**Entries shown**:

//! Configuration schema definitions.
//!
//! This module defines the complete configuration structure for the gateway.
//! All types derive Serde traits for deserialization from config files.

use serde::{Deserialize, Serialize};

/// Upstream origin used when neither the config file nor `BACKEND_URL` name one.
pub const DEFAULT_BACKEND_URL: &str = "http://notes-backend:8000";

/// Root configuration for the gateway.
#[derive(Debug, Clone, Deserialize, Serialize, Default, PartialEq)]
#[serde(default)]
pub struct GatewayConfig {
    /// Listener configuration (bind address).
    pub listener: ListenerConfig,

    /// Backend service the `/api` route forwards to.
    pub upstream: UpstreamConfig,

    /// Outbound timeouts. Unset means the client's own behavior.
    pub timeouts: TimeoutConfig,

    /// Inbound request limits.
    pub limits: LimitsConfig,

    /// Observability settings.
    pub observability: ObservabilityConfig,

    /// Config file hot reload.
    pub reload: ReloadConfig,
}

/// Listener configuration.
#[derive(Debug, Clone, Deserialize, Serialize, PartialEq)]
#[serde(default)]
pub struct ListenerConfig {
    /// Bind address (e.g., "0.0.0.0:3000").
    pub bind_address: String,
}

impl Default for ListenerConfig {
    fn default() -> Self {
        Self {
            bind_address: "0.0.0.0:3000".to_string(),
        }
    }
}

/// Upstream (backend service) configuration.
#[derive(Debug, Clone, Deserialize, Serialize, PartialEq)]
#[serde(default)]
pub struct UpstreamConfig {
    /// Base URL of the backend, without the `/api` suffix.
    pub backend_url: String,
}

impl Default for UpstreamConfig {
    fn default() -> Self {
        Self {
            backend_url: DEFAULT_BACKEND_URL.to_string(),
        }
    }
}

impl UpstreamConfig {
    /// Base URL with any trailing slashes removed.
    pub fn base(&self) -> &str {
        self.backend_url.trim_end_matches('/')
    }
}

/// Timeout configuration for outbound calls.
#[derive(Debug, Clone, Deserialize, Serialize, Default, PartialEq)]
#[serde(default)]
pub struct TimeoutConfig {
    /// Connection establishment timeout in seconds.
    pub connect_secs: Option<u64>,

    /// Total time for the upstream request/response in seconds.
    pub request_secs: Option<u64>,
}

/// Inbound request limits.
#[derive(Debug, Clone, Deserialize, Serialize, Default, PartialEq)]
#[serde(default)]
pub struct LimitsConfig {
    /// Maximum inbound body size in bytes. `None` disables the limit.
    pub max_body_bytes: Option<usize>,
}

/// Log output format.
#[derive(Debug, Clone, Copy, Deserialize, Serialize, Default, PartialEq, Eq)]
#[serde(rename_all = "lowercase")]
pub enum LogFormat {
    #[default]
    Pretty,
    Json,
}

/// Observability configuration.
#[derive(Debug, Clone, Deserialize, Serialize, PartialEq)]
#[serde(default)]
pub struct ObservabilityConfig {
    /// Log level (trace, debug, info, warn, error).
    pub log_level: String,

    /// Log output format.
    pub log_format: LogFormat,

    /// Enable the Prometheus metrics endpoint.
    pub metrics_enabled: bool,

    /// Metrics endpoint bind address.
    pub metrics_address: String,
}

impl Default for ObservabilityConfig {
    fn default() -> Self {
        Self {
            log_level: "info".to_string(),
            log_format: LogFormat::Pretty,
            metrics_enabled: false,
            metrics_address: "0.0.0.0:9090".to_string(),
        }
    }
}

/// Hot reload of the config file.
#[derive(Debug, Clone, Deserialize, Serialize, PartialEq)]
#[serde(default)]
pub struct ReloadConfig {
    /// Watch the config file and apply upstream changes without a restart.
    pub watch: bool,
}

impl Default for ReloadConfig {
    fn default() -> Self {
        Self { watch: true }
    }
}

**Assigned task**:
Set down each line of the material verbatim, from the first line through the line that contains "impl Default for ListenerConfig".

**Written response**:
//! Configuration schema definitions.
//!
//! This module defines the complete configuration structure for the gateway.
//! All types derive Serde traits for deserialization from config files.

use serde::{Deserialize, Serialize};

/// Upstream origin used when neither the config file nor `BACKEND_URL` name one.
pub const DEFAULT_BACKEND_URL: &str = "http://notes-backend:8000";

/// Root configuration for the gateway.
#[derive(Debug, Clone, Deserialize, Serialize, Default, PartialEq)]
#[serde(default)]
pub struct GatewayConfig {
    /// Listener configuration (bind address).
    pub listener: ListenerConfig,

    /// Backend service the `/api` route forwards to.
    pub upstream: UpstreamConfig,

    /// Outbound timeouts. Unset means the client's own behavior.
    pub timeouts: TimeoutConfig,

    /// Inbound request limits.
    pub limits: LimitsConfig,

    /// Observability settings.
    pub observability: ObservabilityConfig,

    /// Config file hot reload.
    pub reload: ReloadConfig,
}

/// Listener configuration.
#[derive(Debug, Clone, Deserialize, Serialize, PartialEq)]
#[serde(default)]
pub struct ListenerConfig {
    /// Bind address (e.g., "0.0.0.0:3000").
    pub bind_address: String,
}

impl Default for ListenerConfig {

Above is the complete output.